Par Jay Van Bavel et Dominic Packer

Brains

Dans la foulée de la décennie du cerveau et du développement de la neuro-imagerie, il est presque impossible d'ouvrir un magazine scientifique ou de parcourir une librairie sans rencontrer des images du cerveau humain. En tant que neuroscientifique éminente, Martha Farah a remarqué que «les images cérébrales sont l'icône scientifique de notre époque, remplaçant l'atome planétaire de Bohr comme symbole de la science».

L'émergence rapide de la neuroscience cognitive s'est accompagnée d'une augmentation rapide des praticiens et des vendeurs d'huile de serpent qui font des promesses que la neuro-imagerie ne peut pas encore livrer. Les critiques à l'intérieur et à l'extérieur de la discipline ont tous deux été prompts à condamner les affirmations désobligeantes selon lesquelles l'IRM peut nous dire pour qui nous comptons voter, si nous aimons nos iPhones, et pourquoi nous croyons en Dieu. Pourtant, le défilé constant de résultats débordés a conduit à la montée de "Les nouveaux neuro-sceptiques" qui soutiennent que les neurosciences sont incapables de répondre aux questions intéressantes, ou pire, que les scientifiques ont simplement été séduits par les lumières vacillantes du cerveau .
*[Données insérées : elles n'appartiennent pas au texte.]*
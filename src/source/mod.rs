//! Upstream event sources.
//!
//! The service pulls events with [`EventSource::next_event`]. A source that
//! only produces when asked is *pausable*: while the delivery queue is full
//! the service simply stops asking. A push-based source that keeps buffering
//! regardless reports `supports_backpressure() == false`, and the service
//! falls back to bounded-wait enqueue with drop-oldest.
//!
//! Two sources are provided:
//! - [`telegram::TelegramSource`]: Bot API long polling, pausable
//! - [`ChannelSource`]: in-process channel, not pausable

use std::collections::BTreeSet;

use async_trait::async_trait;
use tokio::sync::mpsc;

use crate::event::NormalizedEvent;

pub mod telegram;

/// Source failure.
#[derive(Debug, Clone, PartialEq, Eq, thiserror::Error)]
pub enum SourceError {
    /// Initial connection failed; may be retried.
    #[error("source connection failed: {0}")]
    Connect(String),
    /// Established connection was lost; may be retried.
    #[error("source disconnected: {0}")]
    Disconnected(String),
    /// Credentials were refused; retrying will not help.
    #[error("source rejected credentials: {0}")]
    Unauthorized(String),
}

impl SourceError {
    /// Whether reconnecting cannot succeed.
    pub fn is_fatal(&self) -> bool {
        matches!(self, Self::Unauthorized(_))
    }
}

/// Stream of normalized inbound events.
#[async_trait]
pub trait EventSource: Send {
    /// Establish or re-establish the upstream connection.
    ///
    /// # Errors
    ///
    /// Returns [`SourceError`] when the upstream is unreachable or refuses
    /// the credentials.
    async fn connect(&mut self) -> Result<(), SourceError>;

    /// Wait for the next event. `Ok(None)` means the source has ended.
    ///
    /// # Errors
    ///
    /// Returns [`SourceError::Disconnected`] when the connection drops.
    async fn next_event(&mut self) -> Result<Option<NormalizedEvent>, SourceError>;

    /// Whether the source stops producing while it is not polled.
    fn supports_backpressure(&self) -> bool;

    /// Stop accepting upstream events and return the ones already buffered
    /// locally but not yet handed out. Called once when the service stops
    /// reading.
    fn close(&mut self) -> Vec<NormalizedEvent> {
        Vec::new()
    }

    /// Short name for logs.
    fn name(&self) -> &str;
}

/// Mute state of an origin at receipt time.
pub trait MuteLookup: Send + Sync {
    /// Whether `origin_id` is currently muted.
    fn is_muted(&self, origin_id: i64) -> bool;
}

/// Mute state from a fixed list of chat ids.
#[derive(Debug, Clone, Default)]
pub struct StaticMuteList {
    muted: BTreeSet<i64>,
}

impl StaticMuteList {
    /// Treat the given chats as muted.
    pub fn new(muted: BTreeSet<i64>) -> Self {
        Self { muted }
    }
}

impl MuteLookup for StaticMuteList {
    fn is_muted(&self, origin_id: i64) -> bool {
        self.muted.contains(&origin_id)
    }
}

/// Producer half of a [`ChannelSource`].
#[derive(Debug, Clone)]
pub struct EventSender {
    tx: mpsc::UnboundedSender<NormalizedEvent>,
}

impl EventSender {
    /// Push an event. Returns `false` once the source has been closed or
    /// dropped.
    pub fn send(&self, event: NormalizedEvent) -> bool {
        self.tx.send(event).is_ok()
    }
}

/// Push-based in-process source. Events are buffered without limit on the
/// sender side, so it cannot apply backpressure.
#[derive(Debug)]
pub struct ChannelSource {
    rx: mpsc::UnboundedReceiver<NormalizedEvent>,
}

impl ChannelSource {
    /// Create a connected sender/source pair. The source ends when every
    /// sender is dropped.
    pub fn new() -> (EventSender, Self) {
        let (tx, rx) = mpsc::unbounded_channel();
        (EventSender { tx }, Self { rx })
    }
}

#[async_trait]
impl EventSource for ChannelSource {
    async fn connect(&mut self) -> Result<(), SourceError> {
        Ok(())
    }

    async fn next_event(&mut self) -> Result<Option<NormalizedEvent>, SourceError> {
        Ok(self.rx.recv().await)
    }

    fn supports_backpressure(&self) -> bool {
        false
    }

    fn close(&mut self) -> Vec<NormalizedEvent> {
        self.rx.close();
        let mut unread = Vec::new();
        while let Ok(event) = self.rx.try_recv() {
            unread.push(event);
        }
        unread
    }

    fn name(&self) -> &str {
        "channel"
    }
}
L'idée que les images IRM ont acquis une influence indue sur les scientifiques, les organismes subventionnaires et le public a pris de l'ampleur en 2008 lorsque les psychologues David McCabe et Alan Castel ont publié un article montrant que les images du cerveau pouvaient être utilisées pour tromper. Dans une série d'expériences, ils ont trouvé que les étudiants du premier cycle du Colorado évaluaient les descriptions d'études scientifiques supérieures dans le raisonnement scientifique si elles étaient accompagnées d'une image 3D du cerveau (voir la figure) plutôt qu'un simple graphique à barres ou une carte topographique. de l'activité cérébrale sur le cuir chevelu (vraisemblablement de l'électroencéphalographie).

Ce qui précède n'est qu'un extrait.